In adult male rats, injection of TRH into a lateral ventricle of the brain 5 min prior to pentobarbital (PB) administration caused a significant dose-related inhibition of prolactin (PRL) release, in doses ranging from 500 to 5 ng. Among 8 TRH analogues devoid of thyrotropin-releasing activity, 6 were found to significantly suppress PB-induced PRL secretion at an intraventricular dose level of 10 microgram, and the 3 most effective in this respect were also able to counteract growth hormone (GH) release elicited by PB. The derivative [1,3'-DCM2]TRH was still potent enough to block PB-induced PRL secretion at an intraventricular dosage of 50 ng. The peptide ACTH 4--10 was ineffective, whereas another ACTH derivative H-Met(O2)-Glu-His-Phe-D-Lys-Phe-OH (Org 2766) reduced PRL release.
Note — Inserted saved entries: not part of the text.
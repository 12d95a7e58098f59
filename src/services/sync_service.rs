use std::collections::HashMap;
use std::sync::Arc;

use chrono::Utc;
use sqlx::SqlitePool;
use tracing::{debug, error, info, warn};

use crate::config::SyncConfig;
use crate::db::repository;
use crate::error::SyncError;
use crate::models::{Course, Offering, OfferingRef};
use crate::services::report::{RunReport, RunStatus, record_run};
use crate::services::roster::{self, Roster};
use crate::services::transform::{self, TERM_VOCABULARY};
use crate::upstream::{CatalogClient, CourseRecord, SectionRecord};

/// Knobs of a refresh run, split out of [`SyncConfig`] so tests can build them directly.
#[derive(Debug, Clone)]
pub struct SyncOptions {
    pub batch_size: usize,
    pub probe_before_fetch: bool,
    pub verbose: bool,
}

impl Default for SyncOptions {
    fn default() -> Self {
        Self {
            batch_size: 25,
            probe_before_fetch: false,
            verbose: false,
        }
    }
}

impl From<&SyncConfig> for SyncOptions {
    fn from(config: &SyncConfig) -> Self {
        Self {
            batch_size: config.batch_size,
            probe_before_fetch: config.probe_before_fetch,
            verbose: config.verbose,
        }
    }
}

/// Where a catalog course stands locally before it is applied.
#[derive(Debug, Clone, PartialEq)]
pub enum CourseState {
    New,
    ExistingActive(Course),
    ExistingArchived(Course),
}

impl CourseState {
    pub fn classify(existing: Option<Course>) -> Self {
        match existing {
            None => CourseState::New,
            Some(course) if course.published && !course.archived => CourseState::ExistingActive(course),
            Some(course) => CourseState::ExistingArchived(course),
        }
    }
}

#[derive(Debug, Clone, Copy, PartialEq, Eq)]
enum CourseOutcome {
    Created,
    Updated,
    Republished,
}

/// State scoped to a single run: counters plus lookup caches.
#[derive(Debug)]
struct RunContext {
    report: RunReport,
    campuses: HashMap<String, Option<i64>>,
    terms: HashMap<String, i64>,
}

impl RunContext {
    fn new() -> Self {
        Self {
            report: RunReport::start(),
            campuses: HashMap::new(),
            terms: HashMap::new(),
        }
    }
}

pub struct SyncService {
    db: SqlitePool,
    catalog: Arc<dyn CatalogClient>,
    options: SyncOptions,
}

impl SyncService {
    pub fn new(db: SqlitePool, catalog: Arc<dyn CatalogClient>, options: SyncOptions) -> Self {
        Self { db, catalog, options }
    }

    /// Full refresh: fetch, reconcile every course, then archive what the catalog dropped.
    ///
    /// Fetch failures produce a FAILED report and no writes. Per-record
    /// failures are logged, counted and skipped.
    pub async fn refresh(&self) -> RunReport {
        info!("Starting catalog refresh...");
        let mut ctx = RunContext::new();

        info!("Step 1: Fetching catalog");
        let snapshot = match self.fetch().await {
            Ok(snapshot) => snapshot,
            Err(e) => return self.fail(ctx.report, e).await,
        };
        ctx.report.rejected = snapshot.rejected.len();
        let roster = Roster::from_snapshot(&snapshot);
        info!(
            "Fetched {} courses, {} listed upstream ({} rejected entries)",
            snapshot.courses.len(),
            roster.len(),
            snapshot.rejected.len()
        );

        info!("Step 2: Reconciling courses");
        let batch_size = self.options.batch_size.max(1);
        let total = snapshot.courses.len();
        for (batch, chunk) in snapshot.courses.chunks(batch_size).enumerate() {
            for record in chunk {
                self.apply_course(&mut ctx, record).await;
            }
            info!(
                "Processed {}/{} courses (batch {})",
                (batch * batch_size + chunk.len()).min(total),
                total,
                batch + 1
            );
        }

        info!("Step 3: Archiving courses missing from catalog");
        match roster::archive_missing(&self.db, &roster).await {
            Ok(summary) => {
                ctx.report.archived = summary.archived;
                ctx.report.failed += summary.failed;
                ctx.report.archival_skipped = summary.skipped;
            }
            Err(e) => {
                error!("Archival pass failed: {}", e);
                ctx.report.archival_skipped = true;
                ctx.report.failed += 1;
            }
        }

        let mut report = ctx.report;
        report.status = RunStatus::from_failures(report.failures());
        report.finished_at = Utc::now().to_rfc3339();
        info!("Refresh finished ({}): {}", report.status.as_str(), report.summary());
        record_run(&self.db, report.to_sync_run()).await;
        report
    }

    async fn fetch(&self) -> Result<crate::upstream::CatalogSnapshot, SyncError> {
        if self.options.probe_before_fetch {
            self.catalog.probe().await?;
        }
        self.catalog.fetch_courses().await
    }

    async fn fail(&self, mut report: RunReport, err: SyncError) -> RunReport {
        error!("Catalog refresh failed before any writes: {}", err);
        report.status = RunStatus::Failed;
        report.diagnostic = Some(err.to_string());
        report.finished_at = Utc::now().to_rfc3339();
        record_run(&self.db, report.to_sync_run()).await;
        report
    }

    async fn apply_course(&self, ctx: &mut RunContext, record: &CourseRecord) {
        match self.reconcile_course(ctx, record).await {
            Ok(CourseOutcome::Created) => ctx.report.created += 1,
            Ok(CourseOutcome::Updated) => ctx.report.updated += 1,
            Ok(CourseOutcome::Republished) => ctx.report.republished += 1,
            Err(e) => {
                error!("{}", e);
                ctx.report.failed += 1;
            }
        }
    }

    async fn reconcile_course(
        &self,
        ctx: &mut RunContext,
        record: &CourseRecord,
    ) -> Result<CourseOutcome, SyncError> {
        let course_id = transform::course_key(record)
            .ok_or_else(|| SyncError::record("<missing>", "course has no Course_ID"))?;
        let fields = transform::course_fields(course_id, record);

        let existing = repository::find_course_by_course_id(&self.db, course_id)
            .await
            .map_err(|e| SyncError::record(course_id, e))?;

        let (course, outcome) = match CourseState::classify(existing) {
            CourseState::New => {
                let course = repository::insert_course(&self.db, &fields)
                    .await
                    .map_err(|e| SyncError::record(course_id, e))?;
                debug!("Created course {}", course_id);
                (course, CourseOutcome::Created)
            }
            CourseState::ExistingArchived(current) => {
                warn!("Re-publishing archived course {} (reappeared in catalog)", course_id);
                let course = repository::update_course(&self.db, current.id, &fields, true)
                    .await
                    .map_err(|e| SyncError::record(course_id, e))?;
                (course, CourseOutcome::Republished)
            }
            CourseState::ExistingActive(current) => {
                let course = repository::update_course(&self.db, current.id, &fields, false)
                    .await
                    .map_err(|e| SyncError::record(course_id, e))?;
                (course, CourseOutcome::Updated)
            }
        };

        for problem in &record.rejected_sections {
            error!("{}", SyncError::record(course_id, problem));
            ctx.report.offerings_failed += 1;
        }

        let mut refs = transform::dedupe_refs(self.reconcile_offerings(ctx, &record.sections).await);
        if !record.rejected_sections.is_empty() {
            // A rejected section may still own an attached offering; keep the old list entries.
            let current = repository::course_offering_refs(&self.db, course.id)
                .await
                .map_err(|e| SyncError::record(course_id, e))?;
            refs = transform::merge_refs(&refs, &current);
        }
        repository::set_course_offerings(&self.db, course.id, &refs)
            .await
            .map_err(|e| SyncError::record(course_id, format!("failed to assign offerings: {}", e)))?;

        Ok(outcome)
    }

    /// Creates or updates every usable section, returning references in start-date order.
    async fn reconcile_offerings(&self, ctx: &mut RunContext, sections: &[SectionRecord]) -> Vec<OfferingRef> {
        let mut refs = Vec::new();

        for (section_id, section) in transform::ordered_sections(sections) {
            match self.upsert_offering(ctx, section_id, section).await {
                Ok((offering, created)) => {
                    if created {
                        ctx.report.offerings_created += 1;
                    } else {
                        ctx.report.offerings_updated += 1;
                    }
                    refs.push(offering.reference());
                }
                Err(e) => {
                    error!("{}", e);
                    ctx.report.offerings_failed += 1;
                }
            }
        }

        refs
    }

    async fn upsert_offering(
        &self,
        ctx: &mut RunContext,
        section_id: &str,
        section: &SectionRecord,
    ) -> Result<(Offering, bool), SyncError> {
        let wrap = |e: sqlx::Error| SyncError::record(section_id, e);

        let campus_id = match section.location.as_deref().map(str::trim).filter(|l| !l.is_empty()) {
            Some(location) => self.campus_id(ctx, location).await.map_err(wrap)?,
            None => None,
        };
        let term_id = match section.term.as_deref().map(str::trim).filter(|t| !t.is_empty()) {
            Some(term) => Some(self.term_id(ctx, term).await.map_err(wrap)?),
            None => None,
        };
        let fields = transform::offering_fields(section_id, section, campus_id, term_id);

        match repository::find_offering_by_section_id(&self.db, section_id).await.map_err(wrap)? {
            Some(existing) => {
                let offering = repository::update_offering(&self.db, existing.id, &fields)
                    .await
                    .map_err(wrap)?;
                Ok((offering, false))
            }
            None => {
                let offering = repository::insert_offering(&self.db, &fields).await.map_err(wrap)?;
                debug!("Created offering {}", section_id);
                Ok((offering, true))
            }
        }
    }

    /// Campus named `location`, if one exists. The location text is stored either way.
    async fn campus_id(&self, ctx: &mut RunContext, location: &str) -> Result<Option<i64>, sqlx::Error> {
        if let Some(cached) = ctx.campuses.get(location) {
            return Ok(*cached);
        }
        let id = repository::find_campus_by_name(&self.db, location).await?;
        if id.is_none() && self.options.verbose {
            info!("No campus named {:?}; keeping location text", location);
        }
        ctx.campuses.insert(location.to_string(), id);
        Ok(id)
    }

    async fn term_id(&self, ctx: &mut RunContext, term: &str) -> Result<i64, sqlx::Error> {
        if let Some(id) = ctx.terms.get(term) {
            return Ok(*id);
        }
        let id = repository::find_or_create_term(&self.db, TERM_VOCABULARY, term).await?;
        ctx.terms.insert(term.to_string(), id);
        Ok(id)
    }
}

#[cfg(test)]
mod tests {
    use super::*;

    fn course(published: bool, archived: bool) -> Course {
        Course {
            id: 1,
            course_id: "X-1".to_string(),
            description: None,
            description_format: "full_html".to_string(),
            change_timestamp: None,
            published,
            archived,
            created_at: String::new(),
            updated_at: String::new(),
        }
    }

    #[test]
    fn test_classify_course_state() {
        assert_eq!(CourseState::classify(None), CourseState::New);
        assert!(matches!(
            CourseState::classify(Some(course(true, false))),
            CourseState::ExistingActive(_)
        ));
        assert!(matches!(
            CourseState::classify(Some(course(false, true))),
            CourseState::ExistingArchived(_)
        ));
        // unpublished without the archive flag still needs republishing
        assert!(matches!(
            CourseState::classify(Some(course(false, false))),
            CourseState::ExistingArchived(_)
        ));
    }

    #[test]
    fn test_options_from_config() {
        let config = SyncConfig::from_lookup(|key| match key {
            "CATALOG_API_BASE_URL" => Some("https://catalog.example.edu/api".to_string()),
            "CATALOG_API_TOKEN" => Some("secret".to_string()),
            "SYNC_BATCH_SIZE" => Some("10".to_string()),
            "SYNC_PROBE" => Some("false".to_string()),
            _ => None,
        })
        .unwrap();

        let options = SyncOptions::from(&config);
        assert_eq!(options.batch_size, 10);
        assert!(!options.probe_before_fetch);
    }
}
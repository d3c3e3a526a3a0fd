//! Per-request deadline.

use std::time::Duration;

use http::StatusCode;
use tracing::warn;

use super::{Middleware, Next};
use crate::handler::BoxFuture;
use crate::request::Request;
use crate::response::Response;

/// Bounds the time spent downstream.
///
/// When the limit passes, the downstream future is dropped, which cancels
/// any store query or upstream call still in flight, and the client gets
/// `504 Gateway Timeout` with no body.
#[derive(Clone, Copy, Debug)]
pub struct Timeout {
    limit: Duration,
}

impl Timeout {
    pub fn new(limit: Duration) -> Self {
        Self { limit }
    }
}

impl Middleware for Timeout {
    fn handle(&self, req: Request, next: Next) -> BoxFuture {
        let limit = self.limit;
        let span = req.span().clone();
        Box::pin(async move {
            match tokio::time::timeout(limit, next.run(req)).await {
                Ok(res) => res,
                Err(_) => {
                    warn!(parent: &span, limit = ?limit, "request timed out");
                    Response::status(StatusCode::GATEWAY_TIMEOUT)
                }
            }
        })
    }
}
TRH did not affect the increase of plasma PRL induced by acute stress. alpha-Methyl-p-tyrosine (alpha-MT) failed to influence the inhibiting effect of TRH on GH secretion but significantly reduced that on PRL release. p-Chlorophenylalanine (PCPA) completely blocked the antagonistic effect of TRH on all PB-induced hormonal changes, suggesting that serotoninergic mechanisms may be involved in the extra-pituitary effect of TRH.